A moment later, the silence in the stairwell exploded.
They started hammering on the door. Not knocking politely, but pounding with fists and, it seemed, even kicking it.
“Open this instant!” Rita shrieked hysterically from behind the steel door. “Who do you think you are, you lunatic?! I’m here with a child!”
“Marina!” Galina Vasilyevna’s voice joined in, heavy artillery in human form. Her voice rumbled like distant thunder. “Are you out of your mind? Open this door right now! Anton! Antosha, my son, come here and deal with your hysterical wife!”
Marina leaned her back against the cool surface of the door and closed her eyes.

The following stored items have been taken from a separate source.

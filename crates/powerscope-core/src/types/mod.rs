//! # Core Type Definitions
//!
//! This module contains the value types every power system is described with:
//! - Capabilities and their reach (`Privilege`, `PrivilegeScope`)
//! - Relations between positions (`PowerRelation`, `PowerDirection`)
//! - Techniques of observation (`DisciplinaryMechanism`)
//! - Bounded impact estimates (`ReachEstimation`)
//! - Error types (`PowerError`, `Invariant`)
//!
//! ## Immutability
//!
//! All records are built once (usually from literal data) and only read
//! afterwards. `ReachEstimation` is the only type with invariants, so it is
//! the only one whose fields are private and whose constructor is fallible.

use serde::{Deserialize, Serialize};
use std::fmt;
use thiserror::Error;

// =============================================================================
// MEASURABILITY KEYWORDS
// =============================================================================

/// Keywords whose presence in a limitation marks a privilege as measurable.
///
/// Matching is a case-insensitive substring scan, so "unlimited" matches
/// "limit" and "rates" matches "rate".
pub const MEASURABILITY_KEYWORDS: [&str; 6] = ["limit", "max", "count", "rate", "number", "size"];

// =============================================================================
// PRIVILEGE
// =============================================================================

/// Scope of a privilege's reach within its system.
#[derive(Debug, Clone, Copy, PartialEq, Eq, PartialOrd, Ord, Hash, Serialize, Deserialize)]
#[serde(rename_all = "lowercase")]
pub enum PrivilegeScope {
    /// Power throughout the system.
    Global,
    /// Power in specific domains.
    Limited,
    /// Highly constrained power.
    Restricted,
    /// No power in this dimension.
    None,
}

impl PrivilegeScope {
    /// Get the lowercase label used in reports.
    #[must_use]
    pub fn as_str(&self) -> &'static str {
        match self {
            PrivilegeScope::Global => "global",
            PrivilegeScope::Limited => "limited",
            PrivilegeScope::Restricted => "restricted",
            PrivilegeScope::None => "none",
        }
    }
}

impl fmt::Display for PrivilegeScope {
    fn fmt(&self, f: &mut fmt::Formatter<'_>) -> fmt::Result {
        f.write_str(self.as_str())
    }
}

/// A named capability within a power system.
///
/// A privilege is bounded by concrete limitations and credited with the
/// effects it produces.
#[derive(Debug, Clone, PartialEq, Eq, Serialize, Deserialize)]
pub struct Privilege {
    /// Name, unique within a system.
    pub name: String,
    /// How far the privilege reaches.
    pub scope: PrivilegeScope,
    /// What the privilege allows.
    pub description: String,
    /// Concrete bounds on the privilege, in declaration order.
    pub limitations: Vec<String>,
    /// Productive effects, in declaration order.
    pub produces: Vec<String>,
}

impl Privilege {
    /// Create a privilege with no limitations and no produced effects.
    #[must_use]
    pub fn new(
        name: impl Into<String>,
        scope: PrivilegeScope,
        description: impl Into<String>,
    ) -> Self {
        Self {
            name: name.into(),
            scope,
            description: description.into(),
            limitations: Vec::new(),
            produces: Vec::new(),
        }
    }

    /// Attach limitations, preserving their order.
    #[must_use]
    pub fn with_limitations<I, S>(mut self, limitations: I) -> Self
    where
        I: IntoIterator<Item = S>,
        S: Into<String>,
    {
        self.limitations = limitations.into_iter().map(Into::into).collect();
        self
    }

    /// Attach produced effects, preserving their order.
    #[must_use]
    pub fn with_produces<I, S>(mut self, produces: I) -> Self
    where
        I: IntoIterator<Item = S>,
        S: Into<String>,
    {
        self.produces = produces.into_iter().map(Into::into).collect();
        self
    }

    /// Check whether any limitation names a countable bound.
    ///
    /// True iff at least one limitation contains one of
    /// [`MEASURABILITY_KEYWORDS`], ignoring case. Each limitation is scanned
    /// on its own; a keyword split across two entries does not count.
    #[must_use]
    pub fn is_measurable(&self) -> bool {
        self.limitations.iter().any(|limitation| {
            let lowered = limitation.to_lowercase();
            MEASURABILITY_KEYWORDS
                .iter()
                .any(|keyword| lowered.contains(keyword))
        })
    }
}

// =============================================================================
// POWER RELATION
// =============================================================================

/// Direction in which power flows along a relation.
#[derive(Debug, Clone, Copy, PartialEq, Eq, PartialOrd, Ord, Hash, Serialize, Deserialize)]
#[serde(rename_all = "snake_case")]
pub enum PowerDirection {
    /// Traditional hierarchy.
    TopDown,
    /// Resistance and counter-power.
    BottomUp,
    /// Peer-to-peer.
    Lateral,
    /// Self-reinforcing loop.
    Circular,
    /// Micro-level power.
    Capillary,
}

impl PowerDirection {
    /// Get the snake_case label used in reports.
    #[must_use]
    pub fn as_str(&self) -> &'static str {
        match self {
            PowerDirection::TopDown => "top_down",
            PowerDirection::BottomUp => "bottom_up",
            PowerDirection::Lateral => "lateral",
            PowerDirection::Circular => "circular",
            PowerDirection::Capillary => "capillary",
        }
    }

    /// Arrow drawn between the two positions of a relation.
    #[must_use]
    pub fn arrow(&self) -> &'static str {
        match self {
            PowerDirection::Circular => "↔",
            _ => "→",
        }
    }
}

impl fmt::Display for PowerDirection {
    fn fmt(&self, f: &mut fmt::Formatter<'_>) -> fmt::Result {
        f.write_str(self.as_str())
    }
}

/// A relation between two named positions, mediated by a privilege.
#[derive(Debug, Clone, PartialEq, Eq, Serialize, Deserialize)]
pub struct PowerRelation {
    /// Position exercising the privilege.
    pub from_position: String,
    /// Position the privilege is exercised on.
    pub to_position: String,
    /// The mediating privilege.
    pub privilege: Privilege,
    /// Flow of power along the relation.
    pub direction: PowerDirection,
    /// Where the relation can be resisted, in declaration order.
    pub resistance_points: Vec<String>,
}

impl PowerRelation {
    /// Create a relation with no resistance points.
    #[must_use]
    pub fn new(
        from_position: impl Into<String>,
        to_position: impl Into<String>,
        privilege: Privilege,
        direction: PowerDirection,
    ) -> Self {
        Self {
            from_position: from_position.into(),
            to_position: to_position.into(),
            privilege,
            direction,
            resistance_points: Vec::new(),
        }
    }

    /// Attach resistance points, preserving their order.
    #[must_use]
    pub fn with_resistance<I, S>(mut self, points: I) -> Self
    where
        I: IntoIterator<Item = S>,
        S: Into<String>,
    {
        self.resistance_points = points.into_iter().map(Into::into).collect();
        self
    }

    /// A relation is reversible when at least one resistance point exists.
    #[must_use]
    pub fn is_reversible(&self) -> bool {
        !self.resistance_points.is_empty()
    }
}

// =============================================================================
// DISCIPLINARY MECHANISM
// =============================================================================

/// A technique through which a system observes and normalizes behavior.
#[derive(Debug, Clone, PartialEq, Eq, Serialize, Deserialize)]
pub struct DisciplinaryMechanism {
    /// Mechanism name.
    pub name: String,
    /// Conventionally surveillance, normalization, examination or classification.
    pub mechanism_type: String,
    /// What or who is observed.
    pub observes: Vec<String>,
    /// The norm being enforced, if any.
    pub normalizes_to: Option<String>,
    /// Whether observation feeds back into knowledge.
    pub produces_knowledge: bool,
    /// Conventionally panopticon, distributed, self-surveillance or examination.
    pub visibility_pattern: String,
}

impl DisciplinaryMechanism {
    /// Create a mechanism that observes nothing and enforces no norm.
    #[must_use]
    pub fn new(
        name: impl Into<String>,
        mechanism_type: impl Into<String>,
        visibility_pattern: impl Into<String>,
        produces_knowledge: bool,
    ) -> Self {
        Self {
            name: name.into(),
            mechanism_type: mechanism_type.into(),
            observes: Vec::new(),
            normalizes_to: None,
            produces_knowledge,
            visibility_pattern: visibility_pattern.into(),
        }
    }

    /// Attach the observed targets, preserving their order.
    #[must_use]
    pub fn observing<I, S>(mut self, observes: I) -> Self
    where
        I: IntoIterator<Item = S>,
        S: Into<String>,
    {
        self.observes = observes.into_iter().map(Into::into).collect();
        self
    }

    /// Set the enforced norm.
    #[must_use]
    pub fn normalizing_to(mut self, norm: impl Into<String>) -> Self {
        self.normalizes_to = Some(norm.into());
        self
    }

    /// Check whether `mechanism_type` mentions `kind`, ignoring case.
    #[must_use]
    pub fn is_kind(&self, kind: &str) -> bool {
        self.mechanism_type
            .to_lowercase()
            .contains(&kind.to_lowercase())
    }
}

// =============================================================================
// REACH ESTIMATION
// =============================================================================

/// A bounded estimate of a privilege's measurable impact.
///
/// Invariants, checked by [`ReachEstimation::new`]:
/// - `0.0 <= confidence <= 1.0`
/// - `minimum_impact <= maximum_impact`
#[derive(Debug, Clone, PartialEq, Serialize)]
pub struct ReachEstimation {
    is_measurable: bool,
    minimum_impact: u64,
    maximum_impact: u64,
    confidence: f64,
    reasoning: String,
    measurement_type: String,
}

impl ReachEstimation {
    /// Create a validated estimation.
    ///
    /// Returns `PowerError::InvariantViolation` if `confidence` lies outside
    /// `[0.0, 1.0]` (NaN included) or `minimum_impact > maximum_impact`.
    /// Values are never clamped.
    pub fn new(
        is_measurable: bool,
        minimum_impact: u64,
        maximum_impact: u64,
        confidence: f64,
        reasoning: impl Into<String>,
        measurement_type: impl Into<String>,
    ) -> Result<Self, PowerError> {
        if !(0.0..=1.0).contains(&confidence) {
            return Err(PowerError::InvariantViolation(Invariant::ConfidenceRange(
                confidence,
            )));
        }

        if minimum_impact > maximum_impact {
            return Err(PowerError::InvariantViolation(Invariant::ImpactOrder {
                minimum: minimum_impact,
                maximum: maximum_impact,
            }));
        }

        Ok(Self {
            is_measurable,
            minimum_impact,
            maximum_impact,
            confidence,
            reasoning: reasoning.into(),
            measurement_type: measurement_type.into(),
        })
    }

    /// Estimation for a privilege the system knows nothing about.
    #[must_use]
    pub fn unknown() -> Self {
        Self {
            is_measurable: false,
            minimum_impact: 0,
            maximum_impact: 0,
            confidence: 0.0,
            reasoning: "Unknown privilege".to_string(),
            measurement_type: "unknown".to_string(),
        }
    }

    #[must_use]
    pub fn is_measurable(&self) -> bool {
        self.is_measurable
    }

    #[must_use]
    pub fn minimum_impact(&self) -> u64 {
        self.minimum_impact
    }

    #[must_use]
    pub fn maximum_impact(&self) -> u64 {
        self.maximum_impact
    }

    /// Confidence in `[0.0, 1.0]`.
    #[must_use]
    pub fn confidence(&self) -> f64 {
        self.confidence
    }

    #[must_use]
    pub fn reasoning(&self) -> &str {
        &self.reasoning
    }

    /// What is being counted, e.g. "data points × users × time".
    #[must_use]
    pub fn measurement_type(&self) -> &str {
        &self.measurement_type
    }
}

// =============================================================================
// ERROR TYPES
// =============================================================================

/// A constraint a `ReachEstimation` failed to satisfy.
#[derive(Debug, Clone, Copy, PartialEq)]
pub enum Invariant {
    /// Confidence outside `[0.0, 1.0]`.
    ConfidenceRange(f64),
    /// Minimum impact above maximum impact.
    ImpactOrder { minimum: u64, maximum: u64 },
}

impl fmt::Display for Invariant {
    fn fmt(&self, f: &mut fmt::Formatter<'_>) -> fmt::Result {
        match self {
            Invariant::ConfidenceRange(value) => {
                write!(f, "confidence must be between 0.0 and 1.0, got {}", value)
            }
            Invariant::ImpactOrder { minimum, maximum } => write!(
                f,
                "minimum impact {} cannot exceed maximum impact {}",
                minimum, maximum
            ),
        }
    }
}

/// Errors that can occur in Powerscope.
///
/// - Construction of a `ReachEstimation` is the only fallible core operation
/// - Analysis itself is total over well-formed input
#[derive(Debug, Clone, PartialEq, Error)]
pub enum PowerError {
    /// A reach estimation violated one of its invariants.
    #[error("Invariant violation: {0}")]
    InvariantViolation(Invariant),

    /// No built-in system goes by the requested name.
    #[error("Unknown power system: {0}")]
    UnknownSystem(String),

    /// Rendering structured output failed.
    #[error("Serialization error: {0}")]
    SerializationError(String),
}

// =============================================================================
// TESTS
// =============================================================================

Anton. Her lawful husband, with whom she had lived for four years. The husband who, for the past two weeks, had been acting strange, avoiding her gaze, constantly whispering to someone on the phone and locking himself in the bathroom.
Anton’s footsteps sounded from deeper inside the apartment. He came out of the bedroom, pulling on a T-shirt as he walked. His hair was disheveled, and his face carried a carefully performed look of confusion.
“Marin, why are you making so much noise? Who’s there?” He tried to step toward the door, but Marina held out her hand to stop him.
“Your mother is there. And your sister. With luggage.”
Anton turned pale, then blotches of red appeared on his face. He looked away and nervously rubbed the back of his neck.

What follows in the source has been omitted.